The Catcher in the Rye by J.D. Salinger

The Catcher in the RyeI just finished re-reading The Catcher in the Rye. I last read it in my teens. After scolding my husband for failing to have ever read it, I decided to pick it up and breeze through it after he finished.

The Catcher in the Rye is a classic story about a young man, Holden Caulfield, who gets kicked out of his prep school right before Christmas. He wanders aimlessly around New York City for a few days before heading to his New York City home to tell his parents the bad news. The book was first published in 1945. It is great to read about how the city appeared then. Many things about the city are the same, like the ice rink by Radio City Music Hall, but many things have changed, too. I don’t think ladies can are able to rent short skating skirts to ice skate at the rink anymore.

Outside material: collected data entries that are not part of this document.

use std::collections::HashMap;
use std::fmt;

use tracing::trace;

use super::commands::Commands;
use super::inventory::ItemDescription;
use super::overlay::CgPayload;
use super::Vec2;

/// Channel names other components rely on. Nothing stops a caller from using
/// its own channel names; these are conventions, not a registry.
pub mod channels {
    pub const ITEM_COLLECTED: &str = "itemCollected";
    pub const ITEM_USED: &str = "itemUsed";
    pub const INVENTORY_CHANGED: &str = "inventoryChanged";
    pub const CG_PLAYED: &str = "cgPlayed";
    pub const CG_ENDED: &str = "cgEnded";
    pub const DIALOGUE_SHOWN: &str = "dialogueShown";
    pub const KEY_DOWN: &str = "keyDown";
    pub const KEY_UP: &str = "keyUp";
    pub const POINTER_CLICK: &str = "pointerClick";
    pub const SCENE_CHANGED: &str = "sceneChanged";
}

#[derive(Debug, Clone, PartialEq)]
pub enum Event {
    ItemCollected(ItemDescription),
    ItemUsed(ItemDescription),
    InventoryChanged { len: usize, capacity: usize },
    CgPlayed(CgPayload),
    /// Carries the payload that was on screen when the slot was cleared.
    CgEnded(Option<CgPayload>),
    DialogueShown(String),
    KeyDown(String),
    KeyUp(String),
    PointerClick(Vec2),
    SceneChanged(String),
}

#[derive(Debug, Clone, Copy, PartialEq, Eq, Hash, PartialOrd, Ord)]
pub struct SubscriptionId(u64);

type Handler = Box<dyn FnMut(&Event, &mut Commands)>;

struct Subscriber {
    id: SubscriptionId,
    handler: Handler,
}

/// Synchronous named-channel publish/subscribe.
///
/// Handlers run in subscription order on the caller's stack and receive the
/// command sink, which is how they react: they queue engine commands instead
/// of reaching back into the engine. Because `publish` holds `&mut self`, a
/// handler cannot subscribe or unsubscribe while its channel is firing.
#[derive(Default)]
pub struct EventBus {
    channels: HashMap<String, Vec<Subscriber>>,
    next_id: u64,
}

impl fmt::Debug for EventBus {
    fn fmt(&self, f: &mut fmt::Formatter<'_>) -> fmt::Result {
        let mut counts: Vec<(&str, usize)> = self
            .channels
            .iter()
            .map(|(name, subscribers)| (name.as_str(), subscribers.len()))
            .collect();
        counts.sort_unstable();
        f.debug_struct("EventBus")
            .field("channels", &counts)
            .finish()
    }
}

impl EventBus {
    pub fn new() -> Self {
        Self::default()
    }

    pub fn subscribe<F>(&mut self, channel: &str, handler: F) -> SubscriptionId
    where
        F: FnMut(&Event, &mut Commands) + 'static,
    {
        let id = SubscriptionId(self.next_id);
        self.next_id = self.next_id.saturating_add(1);
        self.channels
            .entry(channel.to_string())
            .or_default()
            .push(Subscriber {
                id,
                handler: Box::new(handler),
            });
        id
    }

    /// Removes the subscription if it is registered on `channel`.
    pub fn unsubscribe(&mut self, channel: &str, id: SubscriptionId) -> bool {
        let Some(subscribers) = self.channels.get_mut(channel) else {
            return false;
        };
        let Some(index) = subscribers.iter().position(|entry| entry.id == id) else {
            return false;
        };
        subscribers.remove(index);
        true
    }

    /// Invokes every handler on `channel` in subscription order and returns
    /// how many ran.
    pub fn publish(&mut self, channel: &str, event: &Event, commands: &mut Commands) -> usize {
        let Some(subscribers) = self.channels.get_mut(channel) else {
            trace!(channel, "bus_publish_no_subscribers");
            return 0;
        };
        for subscriber in subscribers.iter_mut() {
            (subscriber.handler)(event, commands);
        }
        subscribers.len()
    }

    pub fn subscriber_count(&self, channel: &str) -> usize {
        self.channels.get(channel).map_or(0, Vec::len)
    }
}

#[cfg(test)]
mod tests {
    use std::cell::RefCell;
    use std::rc::Rc;

    use super::*;
    use crate::app::commands::Command;

    fn key_event(code: &str) -> Event {
        Event::KeyDown(code.to_string())
    }

    #[test]
    fn publish_without_subscribers_is_noop() {
        let mut bus = EventBus::new();
        let mut commands = Commands::default();

        assert_eq!(bus.publish("nobody", &key_event("KeyA"), &mut commands), 0);
        assert!(commands.is_empty());
    }

    #[test]
    fn handlers_fire_in_subscription_order() {
        let mut bus = EventBus::new();
        let log = Rc::new(RefCell::new(Vec::new()));
        for label in ["first", "second", "third"] {
            let log = Rc::clone(&log);
            bus.subscribe("tick", move |_, _| log.borrow_mut().push(label));
        }

        bus.publish("tick", &key_event("KeyA"), &mut Commands::default());
        assert_eq!(*log.borrow(), vec!["first", "second", "third"]);
    }

    #[test]
    fn unsubscribed_handler_is_not_invoked() {
        let mut bus = EventBus::new();
        let hits = Rc::new(RefCell::new(0u32));
        let counter = Rc::clone(&hits);
        let id = bus.subscribe("ping", move |_, _| *counter.borrow_mut() += 1);

        bus.publish("ping", &key_event("KeyA"), &mut Commands::default());
        assert!(bus.unsubscribe("ping", id));
        bus.publish("ping", &key_event("KeyA"), &mut Commands::default());

        assert_eq!(*hits.borrow(), 1);
        assert_eq!(bus.subscriber_count("ping"), 0);
    }

    #[test]
    fn unsubscribing_unknown_handler_is_noop() {
        let mut bus = EventBus::new();
        let id = bus.subscribe("a", |_, _| {});

        assert!(!bus.unsubscribe("b", id));
        assert!(!bus.unsubscribe("missing", id));
        assert!(bus.unsubscribe("a", id));
        assert!(!bus.unsubscribe("a", id));
    }

    #[test]
    fn unsubscribe_removes_only_the_matching_handler() {
        let mut bus = EventBus::new();
        let log = Rc::new(RefCell::new(Vec::new()));
        let ids: Vec<_> = ["a", "b", "c"]
            .into_iter()
            .map(|label| {
                let log = Rc::clone(&log);
                bus.subscribe("ch", move |_, _| log.borrow_mut().push(label))
            })
            .collect();

        bus.unsubscribe("ch", ids[1]);
        bus.publish("ch", &key_event("KeyA"), &mut Commands::default());
        assert_eq!(*log.borrow(), vec!["a", "c"]);
    }

    #[test]
    fn channels_are_isolated() {
        let mut bus = EventBus::new();
        let hits = Rc::new(RefCell::new(Vec::new()));
        let sink = Rc::clone(&hits);
        bus.subscribe(channels::KEY_DOWN, move |event, _| {
            sink.borrow_mut().push(event.clone())
        });

        bus.publish(channels::KEY_UP, &Event::KeyUp("KeyA".into()), &mut Commands::default());
        bus.publish(channels::KEY_DOWN, &key_event("KeyB"), &mut Commands::default());

        assert_eq!(*hits.borrow(), vec![key_event("KeyB")]);
    }

    #[test]
    fn handlers_react_through_command_sink() {
        let mut bus = EventBus::new();
        bus.subscribe(channels::KEY_DOWN, |event, commands| {
            if let Event::KeyDown(code) = event {
                commands.push(Command::ShowDialogue(format!("pressed {code}")));
            }
        });

        let mut commands = Commands::default();
        bus.publish(channels::KEY_DOWN, &key_event("KeyE"), &mut commands);

        assert_eq!(
            commands.pop(),
            Some(Command::ShowDialogue("pressed KeyE".to_string()))
        );
    }
}
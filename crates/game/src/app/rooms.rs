use keepsake_engine::{Background, Bounds, Item, Prop, Scene};
use tracing::{debug, warn};

use super::catalog::Catalog;

pub(crate) const HALL: &str = "hall";
pub(crate) const STUDY: &str = "study";

const HALL_FLOOR: [u8; 4] = [46, 38, 34, 255];
const STUDY_FLOOR: [u8; 4] = [30, 36, 48, 255];
const RUG_COLOR: [u8; 4] = [110, 40, 46, 255];
const DOOR_COLOR: [u8; 4] = [84, 58, 36, 255];
const SHELF_COLOR: [u8; 4] = [70, 52, 40, 255];
const DESK_COLOR: [u8; 4] = [96, 70, 48, 255];

/// Builds both rooms. Items are placed lazily by each room's init hook, so a
/// room nobody visits never allocates its items.
pub(crate) fn build_rooms(catalog: &Catalog) -> Vec<Scene> {
    for placed in &catalog.items {
        if placed.room != HALL && placed.room != STUDY {
            warn!(item = %placed.item.name, room = %placed.room, "catalog_item_room_unknown");
        }
    }
    vec![hall(catalog), study(catalog)]
}

fn hall(catalog: &Catalog) -> Scene {
    let items = items_for(catalog, HALL);
    Scene::new(HALL, Background::Color(HALL_FLOOR)).with_init(move |scene| {
        scene.add_entity(Prop::solid("rug", Bounds::new(300.0, 260.0, 360.0, 180.0), RUG_COLOR));
        scene.add_entity(
            Prop::solid("study_door", Bounds::new(860.0, 200.0, 60.0, 120.0), DOOR_COLOR).blocking(),
        );
        scene.add_entity(Prop::image("portrait", Bounds::new(420.0, 40.0, 120.0, 90.0), "props/portrait"));
        place_items(scene, items);
    })
}

fn study(catalog: &Catalog) -> Scene {
    let items = items_for(catalog, STUDY);
    Scene::new(STUDY, Background::Color(STUDY_FLOOR)).with_init(move |scene| {
        scene.add_entity(
            Prop::solid("bookshelf", Bounds::new(40.0, 60.0, 160.0, 320.0), SHELF_COLOR).blocking(),
        );
        scene.add_entity(
            Prop::solid("desk", Bounds::new(360.0, 300.0, 240.0, 100.0), DESK_COLOR).blocking(),
        );
        place_items(scene, items);
    })
}

fn items_for(catalog: &Catalog, room: &str) -> Vec<Item> {
    catalog
        .items_in(room)
        .map(|placed| Item::new(placed.item.clone(), placed.at.bounds()))
        .collect()
}

fn place_items(scene: &mut Scene, items: Vec<Item>) {
    let count = items.len();
    for item in items {
        scene.add_entity(item);
    }
    debug!(scene = scene.name(), item_count = count, "room_items_placed");
}

#[cfg(test)]
mod tests {
    use keepsake_engine::{Engine, EngineConfig, Entity};

    use super::*;

    #[test]
    fn rooms_fill_on_first_activation() {
        let catalog = Catalog::builtin();
        let mut engine = Engine::new(EngineConfig::default());
        for room in build_rooms(&catalog) {
            assert!(engine.add_scene(room));
        }

        assert_eq!(engine.scene(STUDY).expect("study").entity_count(), 0);
        assert!(engine.set_scene(STUDY));

        let study = engine.scene(STUDY).expect("study");
        let names: Vec<_> = study
            .entities()
            .iter()
            .map(|(_, entity)| entity.debug_name().to_string())
            .collect();
        assert_eq!(names, vec!["bookshelf", "desk", "letter"]);
    }

    #[test]
    fn held_items_are_hidden_when_a_room_first_opens() {
        let catalog = Catalog::builtin();
        let mut engine = Engine::new(EngineConfig::default());
        for room in build_rooms(&catalog) {
            engine.add_scene(room);
        }
        engine.restore_inventory(vec![catalog.items[1].item.clone()]);

        engine.set_scene(STUDY);

        let study = engine.scene(STUDY).expect("study");
        let letter_visible = study
            .entities()
            .iter()
            .find(|(_, entity)| entity.debug_name() == "letter")
            .map(|(_, entity)| entity.is_visible());
        assert_eq!(letter_visible, Some(false));
    }

    #[test]
    fn furniture_blocks_but_the_rug_does_not() {
        let catalog = Catalog::builtin();
        let mut engine = Engine::new(EngineConfig::default());
        for room in build_rooms(&catalog) {
            engine.add_scene(room);
        }
        engine.set_scene(HALL);
        engine.set_scene(STUDY);

        let hall = engine.scene(HALL).expect("hall").obstacles();
        let study = engine.scene(STUDY).expect("study").obstacles();
        assert_eq!(hall, vec![Bounds::new(860.0, 200.0, 60.0, 120.0)]);
        assert_eq!(study.len(), 2);
    }
}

The story is told through Holden’s distracted ramblings. His perspective is 100% teenager. Reading it now, when I am no longer in my teens, I was reminded of how different the world seemed in those years. I believe this perspective is what makes this book such a classic. Holden describes the City in his own unique way. Throughout the book he keeps asking what happens to the ducks in Central Park when winter comes, he takes his sister to the carousel there to cheer her up. Here is one of my favorite of Holden’s descriptions:
“The cab I had was a real old one that smelled like someone’d just tossed his cookies in it. I always get those vomity kind of cabs if I go anywhere late at night. What made it worse, it was so quiet and lonesome out, even though it was Saturday night. I didn’t see hardly anybody on the street. Now and then you just saw a man and a girl crossing the street, with their arms around each other’s waists and all, or a bunch of hoodlumy-looking guys and their dates, all of them laughing like hyenas at something you could bet wasn’t funny. New York’s terrible when somebody laughs on the street very late at night. You can hear it for miles. It makes you feel so lonesome and depressed.”

Holden gets let down by everything, including New York City, but that is the fate of a teenage boy. If you haven’t read The Catcher in the Rye, pick it up and try a few chapters. If you aren’t hooked early on, it probably isn’t the book for you, but it will let you in on the mind of teenagers everywhere.